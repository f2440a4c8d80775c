//! Discord release announcements for modship.
//!
//! A [`ReleasePayload`] is rendered into one embed (title, changelog text,
//! colour, optional thumbnail) followed by a row of link buttons, then
//! POSTed to a Discord webhook.
//!
//! # Example
//!
//! ```
//! use modship_webhook::{ReleasePayload, discord_payload};
//!
//! let payload = ReleasePayload {
//!     title: "Demo 1.0.0 has been released!".to_string(),
//!     description: "### ✨ Features".to_string(),
//!     links: vec![("GitHub".to_string(), "https://github.com/o/r".to_string())],
//!     ..Default::default()
//! };
//!
//! let json = discord_payload(&payload);
//! assert_eq!(json["embeds"][0]["color"], 7506394);
//! ```

use std::time::Duration;

use anyhow::{Context, Result};
use serde::{Deserialize, Serialize};
use serde_json::{Value, json};

/// Embed colour used for release announcements.
pub const RELEASE_COLOR: u32 = 7_506_394;

/// Discord's limit on embed descriptions, in characters.
pub const MAX_DESCRIPTION_CHARS: usize = 4096;

/// Discord allows at most five buttons per action row.
const MAX_BUTTONS: usize = 5;

const ACTION_ROW: u8 = 1;
const BUTTON: u8 = 2;
const LINK_STYLE: u8 = 5;

/// Webhook configuration
#[derive(Debug, Clone, Serialize, Deserialize)]
pub struct WebhookConfig {
    /// Webhook URL
    pub url: String,
    /// Timeout in seconds
    #[serde(default = "default_timeout")]
    pub timeout_secs: u64,
}

fn default_timeout() -> u64 {
    30
}

impl WebhookConfig {
    pub fn new(url: impl Into<String>) -> Self {
        Self {
            url: url.into(),
            timeout_secs: default_timeout(),
        }
    }
}

/// Announcement content, independent of the wire format.
#[derive(Debug, Clone, PartialEq, Eq, Serialize, Deserialize)]
pub struct ReleasePayload {
    pub title: String,
    pub description: String,
    pub color: u32,
    #[serde(skip_serializing_if = "Option::is_none")]
    pub thumbnail_url: Option<String>,
    /// `(label, url)` pairs rendered as link buttons, in order.
    pub links: Vec<(String, String)>,
}

impl Default for ReleasePayload {
    fn default() -> Self {
        Self {
            title: String::new(),
            description: String::new(),
            color: RELEASE_COLOR,
            thumbnail_url: None,
            links: Vec::new(),
        }
    }
}

/// Cut `text` to at most `max_chars` characters, marking the cut with `…`.
pub fn truncate_description(text: &str, max_chars: usize) -> String {
    if text.chars().count() <= max_chars {
        return text.to_string();
    }
    let keep = max_chars.saturating_sub(1);
    let mut out: String = text.chars().take(keep).collect();
    out.push('…');
    out
}

/// Render the Discord webhook body.
pub fn discord_payload(payload: &ReleasePayload) -> Value {
    let mut embed = json!({
        "title": payload.title,
        "description": truncate_description(&payload.description, MAX_DESCRIPTION_CHARS),
        "color": payload.color,
    });
    if let Some(url) = &payload.thumbnail_url {
        embed["thumbnail"] = json!({ "url": url });
    }

    let buttons: Vec<Value> = payload
        .links
        .iter()
        .take(MAX_BUTTONS)
        .map(|(label, url)| {
            json!({
                "type": BUTTON,
                "style": LINK_STYLE,
                "label": label,
                "url": url,
            })
        })
        .collect();

    let mut body = json!({ "embeds": [embed] });
    if !buttons.is_empty() {
        body["components"] = json!([{ "type": ACTION_ROW, "components": buttons }]);
    }
    body
}

/// POST the announcement. Returns the HTTP status code so the caller can
/// decide how to treat anything other than `204 No Content`.
pub fn send_webhook(config: &WebhookConfig, payload: &ReleasePayload) -> Result<u16> {
    let client = reqwest::blocking::Client::builder()
        .timeout(Duration::from_secs(config.timeout_secs))
        .build()
        .context("failed to create HTTP client")?;

    let body = serde_json::to_string(&discord_payload(payload))?;

    let response = client
        .post(&config.url)
        .header("Content-Type", "application/json")
        .body(body)
        .send()
        .context("failed to send webhook request")?;

    Ok(response.status().as_u16())
}

#[cfg(test)]
mod tests {
    use super::*;

    use std::io::Read;
    use std::thread;

    use tiny_http::{Response, Server, StatusCode};

    fn payload() -> ReleasePayload {
        ReleasePayload {
            title: "Demo 1.0.0 has been released!".to_string(),
            description: "### 🐛 Bug Fixes\n- crash on load".to_string(),
            color: RELEASE_COLOR,
            thumbnail_url: Some("https://cdn.example/icon.png".to_string()),
            links: vec![
                ("Modrinth".to_string(), "https://modrinth.com/mod/demo".to_string()),
                (
                    "CurseForge".to_string(),
                    "https://www.curseforge.com/minecraft/mc-mods/demo".to_string(),
                ),
                ("GitHub".to_string(), "https://github.com/owner/demo".to_string()),
            ],
        }
    }

    #[test]
    fn webhook_config_defaults_timeout() {
        let config: WebhookConfig =
            serde_json::from_str(r#"{"url":"https://discord.example/hook"}"#).expect("parse");
        assert_eq!(config.timeout_secs, 30);
        assert_eq!(WebhookConfig::new("x").timeout_secs, 30);
    }

    #[test]
    fn discord_payload_snapshot() {
        let json = serde_json::to_string_pretty(&discord_payload(&payload())).expect("json");
        insta::assert_snapshot!(json, @r####"
{
  "components": [
    {
      "components": [
        {
          "label": "Modrinth",
          "style": 5,
          "type": 2,
          "url": "https://modrinth.com/mod/demo"
        },
        {
          "label": "CurseForge",
          "style": 5,
          "type": 2,
          "url": "https://www.curseforge.com/minecraft/mc-mods/demo"
        },
        {
          "label": "GitHub",
          "style": 5,
          "type": 2,
          "url": "https://github.com/owner/demo"
        }
      ],
      "type": 1
    }
  ],
  "embeds": [
    {
      "color": 7506394,
      "description": "### 🐛 Bug Fixes\n- crash on load",
      "thumbnail": {
        "url": "https://cdn.example/icon.png"
      },
      "title": "Demo 1.0.0 has been released!"
    }
  ]
}
"####);
    }

    #[test]
    fn payload_without_icon_or_links_omits_them() {
        let json = discord_payload(&ReleasePayload {
            title: "t".to_string(),
            ..Default::default()
        });
        assert!(json["embeds"][0].get("thumbnail").is_none());
        assert!(json.get("components").is_none());
        assert_eq!(json["embeds"][0]["color"], RELEASE_COLOR);
    }

    #[test]
    fn long_description_is_truncated_to_limit() {
        let long = "é".repeat(MAX_DESCRIPTION_CHARS + 10);
        let json = discord_payload(&ReleasePayload {
            description: long,
            ..Default::default()
        });
        let description = json["embeds"][0]["description"].as_str().expect("str");
        assert_eq!(description.chars().count(), MAX_DESCRIPTION_CHARS);
        assert!(description.ends_with('…'));
    }

    #[test]
    fn short_description_is_untouched() {
        assert_eq!(truncate_description("abc", 3), "abc");
        assert_eq!(truncate_description("abcd", 3), "ab…");
    }

    fn serve_once(status: u16) -> (String, thread::JoinHandle<String>) {
        let server = Server::http("127.0.0.1:0").expect("server");
        let url = format!("http://{}/api/webhooks/1/abc", server.server_addr());
        let handle = thread::spawn(move || {
            let mut req = server.recv().expect("request");
            let mut body = String::new();
            req.as_reader().read_to_string(&mut body).expect("body");
            req.respond(Response::empty(StatusCode(status)))
                .expect("respond");
            body
        });
        (url, handle)
    }

    #[test]
    fn send_webhook_reports_no_content() {
        let (url, handle) = serve_once(204);
        let status = send_webhook(&WebhookConfig::new(url), &payload()).expect("send");
        let body = handle.join().expect("join");

        assert_eq!(status, 204);
        let sent: Value = serde_json::from_str(&body).expect("json");
        assert_eq!(sent["embeds"][0]["title"], "Demo 1.0.0 has been released!");
    }

    #[test]
    fn send_webhook_passes_other_statuses_through() {
        let (url, handle) = serve_once(429);
        let status = send_webhook(&WebhookConfig::new(url), &payload()).expect("send");
        handle.join().expect("join");
        assert_eq!(status, 429);
    }

    #[test]
    fn send_webhook_fails_when_unreachable() {
        let config = WebhookConfig {
            url: "http://127.0.0.1:9/unreachable".to_string(),
            timeout_secs: 1,
        };
        assert!(send_webhook(&config, &payload()).is_err());
    }

    mod property_tests {
        use super::super::*;
        use proptest::prelude::*;

        proptest! {
            #[test]
            fn description_never_exceeds_limit(text in ".{0,200}", max in 1usize..64) {
                let out = truncate_description(&text, max);
                prop_assert!(out.chars().count() <= max);
                if text.chars().count() <= max {
                    prop_assert_eq!(out, text);
                }
            }

            #[test]
            fn buttons_are_capped(count in 0usize..12) {
                let links = (0..count)
                    .map(|i| (format!("L{i}"), format!("https://example.test/{i}")))
                    .collect();
                let json = discord_payload(&ReleasePayload { links, ..Default::default() });
                let rendered = json["components"][0]["components"]
                    .as_array()
                    .map(|a| a.len())
                    .unwrap_or(0);
                prop_assert_eq!(rendered, count.min(5));
            }
        }
    }
}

**Exercise requirements:** Copy out the entries exactly. Begin at the first line and end with the line that has "link buttons, then".

**Exercise answer:**
repository f2440a4c8d80775c
//! Discord release announcements for modship.
//!
//! A [`ReleasePayload`] is rendered into one embed (title, changelog text,
//! colour, optional thumbnail) followed by a row of link buttons, then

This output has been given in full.